Whatever the records hold, copy it exactly and completely.

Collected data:
= Beginning of Section =
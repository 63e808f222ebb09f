use super::{is_blank, parse_integer};
use crate::config::momentum::MomentumBotConfig;
use crate::model::ValidationError;

/// Required-field and lookback checks for a momentum submission.
pub fn validate_momentum_bot(config: &MomentumBotConfig) -> Vec<ValidationError> {
    let mut errors = Vec::new();

    if is_blank(&config.base_symbol) {
        errors.push(ValidationError::new("baseSymbol", "Base Symbol is required"));
    }
    if config.symbols.iter().all(|s| is_blank(s)) {
        errors.push(ValidationError::new(
            "symbols",
            "At least one symbol must be selected",
        ));
    }
    if is_blank(&config.interval) {
        errors.push(ValidationError::new("interval", "Interval is required"));
    }
    if is_blank(&config.number_of_days) {
        errors.push(ValidationError::new(
            "numberOfDays",
            "Number of Days is required",
        ));
    } else if !matches!(parse_integer(&config.number_of_days), Ok(days) if days > 0) {
        errors.push(ValidationError::new(
            "numberOfDays",
            "Number of Days must be a positive integer",
        ));
    }

    errors
}
pub mod console;
//! Tracing setup: filtered console output plus a daily rolling log file.

use crate::config::runtime::RuntimeConfig;
use crate::constants::LOG_FILE_NAME;
use anyhow::{Context, Result};
use tracing_appender::non_blocking::WorkerGuard;
use tracing_subscriber::layer::SubscriberExt;
use tracing_subscriber::util::SubscriberInitExt;
use tracing_subscriber::{EnvFilter, Layer};

/// Installs the global subscriber. Keep the returned guard alive for the
/// lifetime of the process so buffered file output is flushed on exit.
pub fn init_logging(runtime: &RuntimeConfig) -> Result<WorkerGuard> {
    std::fs::create_dir_all(&runtime.log_dir)
        .with_context(|| format!("Failed to create log directory '{}'", runtime.log_dir))?;

    let file_appender = tracing_appender::rolling::daily(&runtime.log_dir, LOG_FILE_NAME);
    let (non_blocking, guard) = tracing_appender::non_blocking(file_appender);

    // Console Layer (RUST_LOG wins over the configured filter)
    let console_filter = EnvFilter::try_from_default_env()
        .or_else(|_| EnvFilter::try_new(&runtime.log_filter))
        .context("Invalid log filter")?;
    let console_layer = tracing_subscriber::fmt::layer()
        .with_target(false)
        .with_level(true)
        .with_writer(std::io::stderr)
        .with_filter(console_filter);

    // File Layer (Simple Text)
    let file_layer = tracing_subscriber::fmt::layer()
        .with_ansi(false)
        .with_writer(non_blocking)
        .with_target(false)
        .with_filter(
            EnvFilter::try_new(format!("{},grid_bot_validator=debug", runtime.log_filter))
                .context("Invalid log filter")?,
        );

    tracing_subscriber::registry()
        .with(console_layer)
        .with(file_layer)
        .try_init()
        .context("Failed to install tracing subscriber")?;

    Ok(guard)
}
= End of Section =
- _ANSWER TO THE PROBLEM_:
repository 63e808f222ebb09f
use super::{is_blank, parse_integer};
use crate::config::momentum::MomentumBotConfig;
use crate::model::ValidationError;

/// Required-field and lookback checks for a momentum submission.
pub fn validate_momentum_bot(config: &MomentumBotConfig) -> Vec<ValidationError> {
    let mut errors = Vec::new();

    if is_blank(&config.base_symbol) {
        errors.push(ValidationError::new("baseSymbol", "Base Symbol is required"));
    }
    if config.symbols.iter().all(|s| is_blank(s)) {
        errors.push(ValidationError::new(
            "symbols",
            "At least one symbol must be selected",
        ));
    }
    if is_blank(&config.interval) {
        errors.push(ValidationError::new("interval", "Interval is required"));
    }
    if is_blank(&config.number_of_days) {
        errors.push(ValidationError::new(
            "numberOfDays",
            "Number of Days is required",
        ));
    } else if !matches!(parse_integer(&config.number_of_days), Ok(days) if days > 0) {
        errors.push(ValidationError::new(
            "numberOfDays",
            "Number of Days must be a positive integer",
        ));
    }

    errors
}
pub mod console;
//! Tracing setup: filtered console output plus a daily rolling log file.

use crate::config::runtime::RuntimeConfig;
use crate::constants::LOG_FILE_NAME;
use anyhow::{Context, Result};
use tracing_appender::non_blocking::WorkerGuard;
use tracing_subscriber::layer::SubscriberExt;
use tracing_subscriber::util::SubscriberInitExt;
use tracing_subscriber::{EnvFilter, Layer};

/// Installs the global subscriber. Keep the returned guard alive for the
/// lifetime of the process so buffered file output is flushed on exit.
pub fn init_logging(runtime: &RuntimeConfig) -> Result<WorkerGuard> {
    std::fs::create_dir_all(&runtime.log_dir)
        .with_context(|| format!("Failed to create log directory '{}'", runtime.log_dir))?;

    let file_appender = tracing_appender::rolling::daily(&runtime.log_dir, LOG_FILE_NAME);
    let (non_blocking, guard) = tracing_appender::non_blocking(file_appender);

    // Console Layer (RUST_LOG wins over the configured filter)
    let console_filter = EnvFilter::try_from_default_env()
        .or_else(|_| EnvFilter::try_new(&runtime.log_filter))
        .context("Invalid log filter")?;
    let console_layer = tracing_subscriber::fmt::layer()
        .with_target(false)
        .with_level(true)
        .with_writer(std::io::stderr)
        .with_filter(console_filter);

    // File Layer (Simple Text)
    let file_layer = tracing_subscriber::fmt::layer()
        .with_ansi(false)
        .with_writer(non_blocking)
        .with_target(false)
        .with_filter(
            EnvFilter::try_new(format!("{},grid_bot_validator=debug", runtime.log_filter))
                .context("Invalid log filter")?,
        );

    tracing_subscriber::registry()
        .with(console_layer)
        .with(file_layer)
        .try_init()
        .context("Failed to install tracing subscriber")?;

    Ok(guard)
}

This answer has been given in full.